I suggest putting some numbers to all this... 

Going off the image from startrek.com, guessing that the planet is about the same size as Earth, radius (6,400,000 meters) and mass (6x10^24 kg) and that the Exeter (fully visible in that image) is 288 meters in length, I estimate that the Exeter is about 14,545,455 meters from the center of the planet. Using G=6.67x10^-11 and M=6x10^24, you can find out (in meters per second) the velocity of the Exeter in it's current orbit.

Now add about 300 meters to the orbit of the Enterprise (14,545,755 meters) and calculate again. Now find the difference between the two.

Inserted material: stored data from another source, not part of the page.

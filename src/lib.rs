pub mod ai;
pub mod commands;
pub mod config;
pub mod db;
pub mod error;
pub mod guard;
pub mod pipeline;
pub mod shell;
pub mod storage;

pub use error::{AssistantError, Result, VendorError};

use ai::{AIService, QueryGenerator};
use clap::Parser;
use commands::AppState;
use config::AppConfig;
use db::{DatabaseGateway, PostgresConnector};
use guard::SqlGuard;
use pipeline::Pipeline;
use shell::{Args, Shell, ShellCommand};
use std::io::Write;
use std::sync::Arc;
use tokio::io::{AsyncBufReadExt, BufReader};
use tracing::{error, info, warn};
use tracing_subscriber::EnvFilter;

/// Environment variable read for the database password before prompting.
pub const PASSWORD_VAR: &str = "SQLPILOT_DB_PASSWORD";

fn init_tracing() {
    let filter = EnvFilter::try_from_default_env()
        .unwrap_or_else(|_| EnvFilter::new("sqlpilot_lib=info"));
    tracing_subscriber::fmt()
        .with_env_filter(filter)
        .with_writer(std::io::stderr)
        .init();
}

pub async fn run() -> anyhow::Result<()> {
    dotenv::dotenv().ok();
    init_tracing();

    let args = Args::parse();
    let config = AppConfig::from_lookup(|key| {
        args.env_override(key).or_else(|| std::env::var(key).ok())
    })?;

    let ai_service = Arc::new(AIService::new());
    match config.ai_config() {
        Some(ai_config) => {
            info!("Using {:?} model {}", ai_config.provider, ai_config.model);
            ai_service.configure(ai_config).await;
        }
        None => warn!(
            "No API key found for {:?}; set {} or SQLPILOT_AI_API_KEY to enable SQL generation",
            config.provider,
            config.provider.key_var()
        ),
    }

    let gateway = Arc::new(
        DatabaseGateway::new(config.dsn.clone(), Arc::new(PostgresConnector))
            .with_ssl_mode(config.ssl_mode)
            .with_slow_query_threshold(config.slow_query_threshold_ms),
    );
    let generator = QueryGenerator::new(ai_service).with_temperature(config.temperature);
    let mut pipeline = Pipeline::new(generator, SqlGuard::new(), gateway);

    // Local history is optional; the assistant works without it.
    if let Some(path) = &config.history_db {
        match storage::LocalDb::open(path) {
            Ok(local_db) => pipeline = pipeline.with_history(local_db),
            Err(e) => error!("Failed to initialize local database: {}", e),
        }
    }

    let state = AppState::new(pipeline);
    let mut shell = Shell::new(&state, args.schema.clone());
    let mut lines = BufReader::new(tokio::io::stdin()).lines();
    let mut stdout = std::io::stdout();

    if let Some(user) = &args.user {
        let password = match std::env::var(PASSWORD_VAR) {
            Ok(password) => password,
            Err(_) => {
                write!(stdout, "Password for {}: ", user)?;
                stdout.flush()?;
                lines.next_line().await?.unwrap_or_default()
            }
        };
        shell
            .handle(
                ShellCommand::Connect {
                    user: user.clone(),
                    password,
                },
                &mut stdout,
            )
            .await?;
    }

    shell.run(&mut lines, &mut stdout).await?;
    commands::disconnect(&state).await;
    Ok(())
}
//! Pre-execution policy for generated or hand-edited SQL.
//!
//! The guard works on the literal text with regular expressions. It is not a
//! SQL parser: it can reject legitimate queries (a string literal containing
//! the word `delete`) and it can miss crafted input that hides a statement
//! from the patterns. `SELECT ... INTO` is refused because PostgreSQL treats
//! it as `CREATE TABLE AS`. Connect with a read-only database role as well.

use crate::error::{AssistantError, Result};
use regex::Regex;
use tracing::warn;

struct Rule {
    pattern: Regex,
    reason: &'static str,
}

pub struct SqlGuard {
    leading_select: Regex,
    forbidden: Vec<Rule>,
}

impl SqlGuard {
    pub fn new() -> Self {
        let rule = |pattern: &str, reason: &'static str| Rule {
            pattern: Regex::new(pattern).expect("guard pattern is valid"),
            reason,
        };

        Self {
            leading_select: Regex::new(r"(?i)^SELECT\b").expect("guard pattern is valid"),
            forbidden: vec![
                rule(r";\s*--", "comment after statement separator"),
                rule(r"(?i)\bEXEC(UTE)?\s", "EXEC invocation"),
                rule(r"(?i)\bXP_", "extended procedure call"),
                rule(
                    r"(?i)\b(DROP|DELETE|UPDATE|INSERT)\b",
                    "data modification or DDL keyword",
                ),
                rule(r"(?i)\bINTO\b", "SELECT INTO creates a table"),
            ],
        }
    }

    /// Accept or reject `sql`, naming the violated rule on rejection.
    pub fn check(&self, sql: &str) -> Result<()> {
        let sql = sql.trim();
        if !self.leading_select.is_match(sql) {
            warn!("Blocked statement: only SELECT statements are allowed");
            return Err(AssistantError::PolicyRejected(
                "only SELECT statements are allowed".into(),
            ));
        }

        if let Some(rule) = self.forbidden.iter().find(|r| r.pattern.is_match(sql)) {
            warn!("Blocked statement: {}", rule.reason);
            return Err(AssistantError::PolicyRejected(rule.reason.into()));
        }

        Ok(())
    }

    pub fn is_allowed(&self, sql: &str) -> bool {
        self.check(sql).is_ok()
    }
}

impl Default for SqlGuard {
    fn default() -> Self {
        Self::new()
    }
}

#[cfg(test)]
mod tests {
    use super::*;

    #[test]
    fn allows_plain_select() {
        let guard = SqlGuard::new();
        assert!(guard.is_allowed("SELECT * FROM HR.EMPLOYEES;"));
        assert!(guard.is_allowed("  select e.first_name\nFROM hr.employees e;"));
        assert!(guard.is_allowed(
            "SELECT E.EMPLOYEE_ID, D.DEPARTMENT_NAME FROM HR.EMPLOYEES E \
             INNER JOIN HR.DEPARTMENTS D ON E.DEPARTMENT_ID = D.DEPARTMENT_ID;"
        ));
    }

    #[test]
    fn rejects_non_select_statements() {
        let guard = SqlGuard::new();
        assert!(!guard.is_allowed("DROP TABLE X;"));
        assert!(!guard.is_allowed("UPDATE X SET Y=1;"));
        assert!(!guard.is_allowed("WITH t AS (SELECT 1) SELECT * FROM t;"));
        assert!(!guard.is_allowed(""));
        assert!(!guard.is_allowed("   "));
        assert!(!guard.is_allowed("SELECTED_ROWS"));
    }

    #[test]
    fn rejects_forbidden_patterns_inside_select() {
        let guard = SqlGuard::new();
        assert!(!guard.is_allowed("SELECT 1; -- sneaky"));
        assert!(!guard.is_allowed("SELECT 1; DELETE FROM HR.EMPLOYEES;"));
        assert!(!guard.is_allowed("select * from t; drop table t;"));
        assert!(!guard.is_allowed("SELECT 1; EXEC sp_who"));
        assert!(!guard.is_allowed("SELECT xp_cmdshell('dir')"));
        assert!(!guard.is_allowed("SELECT * FROM t WHERE 1=1; insert into t values (1)"));
    }

    #[test]
    fn keywords_only_match_whole_words() {
        let guard = SqlGuard::new();
        assert!(guard.is_allowed("SELECT LAST_UPDATED, IS_DELETED FROM HR.AUDIT;"));
        assert!(guard.is_allowed("SELECT EXP_DATE FROM HR.CARDS;"));
        assert!(guard.is_allowed("SELECT EXECUTION_COUNT FROM HR.JOBS;"));
    }

    #[test]
    fn rejects_select_into() {
        let guard = SqlGuard::new();
        assert!(!guard.is_allowed("SELECT * INTO HR.EMP_COPY FROM HR.EMPLOYEES;"));
        assert!(!guard.is_allowed("select id\ninto temp t\nfrom hr.jobs"));
        assert!(guard.is_allowed("SELECT INTOLERANCE_FLAG FROM HR.PATIENTS;"));
        assert!(matches!(
            guard.check("SELECT 1 INTO t"),
            Err(AssistantError::PolicyRejected(reason)) if reason == "SELECT INTO creates a table"
        ));
    }

    #[test]
    fn check_names_the_rule() {
        let guard = SqlGuard::new();
        match guard.check("SELECT 1; DROP TABLE x") {
            Err(AssistantError::PolicyRejected(reason)) => {
                assert_eq!(reason, "data modification or DDL keyword")
            }
            other => panic!("unexpected: {:?}", other),
        }
    }
}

This should illustrate why the ships should look like they are standing still next to each other.




By the way, I get a difference in velocity of 2.704x10^-9 meters per second.... if anyone is interested.

And at that rate it'll take about 3500 years for the Enterprise to move it's full length relative to the Exeter.


----------



## uss_columbia (Jul 15, 2003)

PerfesserCoffee said:


> It's described as the *starship *_USS Republic_ and its NCC-number is given by the computer in _Court Martial._
> 
> It's not described as a _Constitution _class per se but seeing as this was the first season and the plaque on the bridge says "_starship_ class," it's a good bet that it was intended to be the same type ship as the _1701_.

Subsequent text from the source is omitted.